//! Kernel arguments: host-side descriptions, device handles and the per-size factory.
//!
//! A benchmark describes its arguments with [`KernelArg`] values; the backend turns
//! each into a device handle ([`DeviceArg`]) and the orchestrator holds those in an
//! [`ArgumentSet`] for exactly one data size. Dropping or disposing the set releases
//! every handle once.

use serde::{Deserialize, Serialize};

use crate::geometry::Geometry;

/// Typed host buffer contents.
#[derive(Debug, Clone, PartialEq, Serialize, Deserialize)]
pub enum ArgData {
    F32(Vec<f32>),
    I32(Vec<i32>),
    F64(Vec<f64>),
    Bool(Vec<bool>),
}

impl ArgData {
    pub fn len(&self) -> usize {
        match self {
            Self::F32(v) => v.len(),
            Self::I32(v) => v.len(),
            Self::F64(v) => v.len(),
            Self::Bool(v) => v.len(),
        }
    }

    pub fn is_empty(&self) -> bool {
        self.len() == 0
    }

    pub fn byte_len(&self) -> usize {
        match self {
            Self::F32(v) => std::mem::size_of_val(v.as_slice()),
            Self::I32(v) => std::mem::size_of_val(v.as_slice()),
            Self::F64(v) => std::mem::size_of_val(v.as_slice()),
            Self::Bool(v) => std::mem::size_of_val(v.as_slice()),
        }
    }

    /// Raw little-endian bytes, as uploaded to a device buffer.
    pub fn to_bytes(&self) -> Vec<u8> {
        match self {
            Self::F32(v) => v.iter().flat_map(|x| x.to_le_bytes()).collect(),
            Self::I32(v) => v.iter().flat_map(|x| x.to_le_bytes()).collect(),
            Self::F64(v) => v.iter().flat_map(|x| x.to_le_bytes()).collect(),
            Self::Bool(v) => v.iter().map(|&b| u8::from(b)).collect(),
        }
    }
}

/// Host-side description of one kernel argument.
#[derive(Debug, Clone, PartialEq, Serialize, Deserialize)]
pub enum KernelArg {
    /// Global buffer initialised from host data.
    Input(ArgData),
    /// Zero-initialised global buffer, read back after each launch.
    Output { bytes: usize },
    /// Work-group local scratch memory.
    Local { bytes: usize },
    /// Scalar passed by value.
    Value(ArgData),
}

impl KernelArg {
    pub fn input_f32(data: Vec<f32>) -> Self {
        Self::Input(ArgData::F32(data))
    }

    pub fn input_i32(data: Vec<i32>) -> Self {
        Self::Input(ArgData::I32(data))
    }

    pub fn input_f64(data: Vec<f64>) -> Self {
        Self::Input(ArgData::F64(data))
    }

    pub fn input_bool(data: Vec<bool>) -> Self {
        Self::Input(ArgData::Bool(data))
    }

    pub fn output_f32(len: usize) -> Self {
        Self::Output {
            bytes: len * std::mem::size_of::<f32>(),
        }
    }

    pub fn local_f32(len: usize) -> Self {
        Self::Local {
            bytes: len * std::mem::size_of::<f32>(),
        }
    }

    pub fn value_f32(value: f32) -> Self {
        Self::Value(ArgData::F32(vec![value]))
    }

    pub fn value_i32(value: i32) -> Self {
        Self::Value(ArgData::I32(vec![value]))
    }

    pub fn byte_len(&self) -> usize {
        match self {
            Self::Input(data) | Self::Value(data) => data.byte_len(),
            Self::Output { bytes } | Self::Local { bytes } => *bytes,
        }
    }
}

/// A backend-owned argument handle.
pub trait DeviceArg {
    /// Size of the device allocation backing this argument.
    fn byte_len(&self) -> usize;

    /// Reset output contents before an iteration. Inputs keep their data.
    fn clear(&mut self);

    /// Free the device resources. Must tolerate being called more than once.
    fn release(&mut self);
}

/// Argument handles for one (kernel, data length) pair.
///
/// Released exactly once, either through [`ArgumentSet::dispose`] or on drop.
#[derive(Debug)]
pub struct ArgumentSet<A: DeviceArg> {
    args: Vec<A>,
    disposed: bool,
}

impl<A: DeviceArg> ArgumentSet<A> {
    pub fn new(args: Vec<A>) -> Self {
        Self {
            args,
            disposed: false,
        }
    }

    pub fn len(&self) -> usize {
        self.args.len()
    }

    pub fn is_empty(&self) -> bool {
        self.args.is_empty()
    }

    pub fn byte_len(&self) -> usize {
        self.args.iter().map(DeviceArg::byte_len).sum()
    }

    pub fn is_disposed(&self) -> bool {
        self.disposed
    }

    pub fn as_mut_slice(&mut self) -> &mut [A] {
        &mut self.args
    }

    pub fn iter(&self) -> impl Iterator<Item = &A> {
        self.args.iter()
    }

    pub(crate) fn push(&mut self, arg: A) {
        self.args.push(arg);
    }

    /// Release every handle. Later calls are no-ops.
    pub fn dispose(&mut self) {
        if self.disposed {
            return;
        }
        for arg in &mut self.args {
            arg.release();
        }
        self.disposed = true;
    }
}

impl<A: DeviceArg> Drop for ArgumentSet<A> {
    fn drop(&mut self) {
        self.dispose();
    }
}

/// Per-benchmark description of how a byte size maps to data, geometry and arguments.
///
/// Only dimension 0 is required; dimensions 1 and 2 default to a size of 1.
pub trait ArgumentFactory {
    /// Number of elements for a data size given in bytes.
    fn data_length(&self, data_size_bytes: u64) -> usize;

    fn local_x(&self, data_length: usize) -> usize;

    fn local_y(&self, _data_length: usize) -> usize {
        1
    }

    fn local_z(&self, _data_length: usize) -> usize {
        1
    }

    fn global_x(&self, data_length: usize) -> usize;

    fn global_y(&self, _data_length: usize) -> usize {
        1
    }

    fn global_z(&self, _data_length: usize) -> usize {
        1
    }

    /// Arguments in the order the kernel declares its parameters.
    fn create_arguments(&self, data_length: usize) -> Vec<KernelArg>;

    /// Local size of `dim` (0..=2); dimensions past 2 are 1.
    fn local_size(&self, dim: usize, data_length: usize) -> usize {
        match dim {
            0 => self.local_x(data_length),
            1 => self.local_y(data_length),
            2 => self.local_z(data_length),
            _ => 1,
        }
    }

    /// Global size of `dim` (0..=2); dimensions past 2 are 1.
    fn global_size(&self, dim: usize, data_length: usize) -> usize {
        match dim {
            0 => self.global_x(data_length),
            1 => self.global_y(data_length),
            2 => self.global_z(data_length),
            _ => 1,
        }
    }

    fn geometry(&self, data_length: usize) -> Geometry {
        Geometry::new(
            [
                self.local_size(0, data_length),
                self.local_size(1, data_length),
                self.local_size(2, data_length),
            ],
            [
                self.global_size(0, data_length),
                self.global_size(1, data_length),
                self.global_size(2, data_length),
            ],
        )
    }
}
+===+
→ Problem to work on
Word for word, give the records again.

→ Result for this exercise
//! Kernel arguments: host-side descriptions, device handles and the per-size factory.
//!
//! A benchmark describes its arguments with [`KernelArg`] values; the backend turns
//! each into a device handle ([`DeviceArg`]) and the orchestrator holds those in an
//! [`ArgumentSet`] for exactly one data size. Dropping or disposing the set releases
//! every handle once.

use serde::{Deserialize, Serialize};

use crate::geometry::Geometry;

/// Typed host buffer contents.
#[derive(Debug, Clone, PartialEq, Serialize, Deserialize)]
pub enum ArgData {
    F32(Vec<f32>),
    I32(Vec<i32>),
    F64(Vec<f64>),
    Bool(Vec<bool>),
}

impl ArgData {
    pub fn len(&self) -> usize {
        match self {
            Self::F32(v) => v.len(),
            Self::I32(v) => v.len(),
            Self::F64(v) => v.len(),
            Self::Bool(v) => v.len(),
        }
    }

    pub fn is_empty(&self) -> bool {
        self.len() == 0
    }

    pub fn byte_len(&self) -> usize {
        match self {
            Self::F32(v) => std::mem::size_of_val(v.as_slice()),
            Self::I32(v) => std::mem::size_of_val(v.as_slice()),
            Self::F64(v) => std::mem::size_of_val(v.as_slice()),
            Self::Bool(v) => std::mem::size_of_val(v.as_slice()),
        }
    }

    /// Raw little-endian bytes, as uploaded to a device buffer.
    pub fn to_bytes(&self) -> Vec<u8> {
        match self {
            Self::F32(v) => v.iter().flat_map(|x| x.to_le_bytes()).collect(),
            Self::I32(v) => v.iter().flat_map(|x| x.to_le_bytes()).collect(),
            Self::F64(v) => v.iter().flat_map(|x| x.to_le_bytes()).collect(),
            Self::Bool(v) => v.iter().map(|&b| u8::from(b)).collect(),
        }
    }
}

/// Host-side description of one kernel argument.
#[derive(Debug, Clone, PartialEq, Serialize, Deserialize)]
pub enum KernelArg {
    /// Global buffer initialised from host data.
    Input(ArgData),
    /// Zero-initialised global buffer, read back after each launch.
    Output { bytes: usize },
    /// Work-group local scratch memory.
    Local { bytes: usize },
    /// Scalar passed by value.
    Value(ArgData),
}

impl KernelArg {
    pub fn input_f32(data: Vec<f32>) -> Self {
        Self::Input(ArgData::F32(data))
    }

    pub fn input_i32(data: Vec<i32>) -> Self {
        Self::Input(ArgData::I32(data))
    }

    pub fn input_f64(data: Vec<f64>) -> Self {
        Self::Input(ArgData::F64(data))
    }

    pub fn input_bool(data: Vec<bool>) -> Self {
        Self::Input(ArgData::Bool(data))
    }

    pub fn output_f32(len: usize) -> Self {
        Self::Output {
            bytes: len * std::mem::size_of::<f32>(),
        }
    }

    pub fn local_f32(len: usize) -> Self {
        Self::Local {
            bytes: len * std::mem::size_of::<f32>(),
        }
    }

    pub fn value_f32(value: f32) -> Self {
        Self::Value(ArgData::F32(vec![value]))
    }

    pub fn value_i32(value: i32) -> Self {
        Self::Value(ArgData::I32(vec![value]))
    }

    pub fn byte_len(&self) -> usize {
        match self {
            Self::Input(data) | Self::Value(data) => data.byte_len(),
            Self::Output { bytes } | Self::Local { bytes } => *bytes,
        }
    }
}

/// A backend-owned argument handle.
pub trait DeviceArg {
    /// Size of the device allocation backing this argument.
    fn byte_len(&self) -> usize;

    /// Reset output contents before an iteration. Inputs keep their data.
    fn clear(&mut self);

    /// Free the device resources. Must tolerate being called more than once.
    fn release(&mut self);
}

/// Argument handles for one (kernel, data length) pair.
///
/// Released exactly once, either through [`ArgumentSet::dispose`] or on drop.
#[derive(Debug)]
pub struct ArgumentSet<A: DeviceArg> {
    args: Vec<A>,
    disposed: bool,
}

impl<A: DeviceArg> ArgumentSet<A> {
    pub fn new(args: Vec<A>) -> Self {
        Self {
            args,
            disposed: false,
        }
    }

    pub fn len(&self) -> usize {
        self.args.len()
    }

    pub fn is_empty(&self) -> bool {
        self.args.is_empty()
    }

    pub fn byte_len(&self) -> usize {
        self.args.iter().map(DeviceArg::byte_len).sum()
    }

    pub fn is_disposed(&self) -> bool {
        self.disposed
    }

    pub fn as_mut_slice(&mut self) -> &mut [A] {
        &mut self.args
    }

    pub fn iter(&self) -> impl Iterator<Item = &A> {
        self.args.iter()
    }

    pub(crate) fn push(&mut self, arg: A) {
        self.args.push(arg);
    }

    /// Release every handle. Later calls are no-ops.
    pub fn dispose(&mut self) {
        if self.disposed {
            return;
        }
        for arg in &mut self.args {
            arg.release();
        }
        self.disposed = true;
    }
}

impl<A: DeviceArg> Drop for ArgumentSet<A> {
    fn drop(&mut self) {
        self.dispose();
    }
}

/// Per-benchmark description of how a byte size maps to data, geometry and arguments.
///
/// Only dimension 0 is required; dimensions 1 and 2 default to a size of 1.
pub trait ArgumentFactory {
    /// Number of elements for a data size given in bytes.
    fn data_length(&self, data_size_bytes: u64) -> usize;

    fn local_x(&self, data_length: usize) -> usize;

    fn local_y(&self, _data_length: usize) -> usize {
        1
    }

    fn local_z(&self, _data_length: usize) -> usize {
        1
    }

    fn global_x(&self, data_length: usize) -> usize;

    fn global_y(&self, _data_length: usize) -> usize {
        1
    }

    fn global_z(&self, _data_length: usize) -> usize {
        1
    }

    /// Arguments in the order the kernel declares its parameters.
    fn create_arguments(&self, data_length: usize) -> Vec<KernelArg>;

    /// Local size of `dim` (0..=2); dimensions past 2 are 1.
    fn local_size(&self, dim: usize, data_length: usize) -> usize {
        match dim {
            0 => self.local_x(data_length),
            1 => self.local_y(data_length),
            2 => self.local_z(data_length),
            _ => 1,
        }
    }

    /// Global size of `dim` (0..=2); dimensions past 2 are 1.
    fn global_size(&self, dim: usize, data_length: usize) -> usize {
        match dim {
            0 => self.global_x(data_length),
            1 => self.global_y(data_length),
            2 => self.global_z(data_length),
            _ => 1,
        }
    }

    fn geometry(&self, data_length: usize) -> Geometry {
        Geometry::new(
            [
                self.local_size(0, data_length),
                self.local_size(1, data_length),
                self.local_size(2, data_length),
            ],
            [
                self.global_size(0, data_length),
                self.global_size(1, data_length),
                self.global_size(2, data_length),
            ],
        )
    }
}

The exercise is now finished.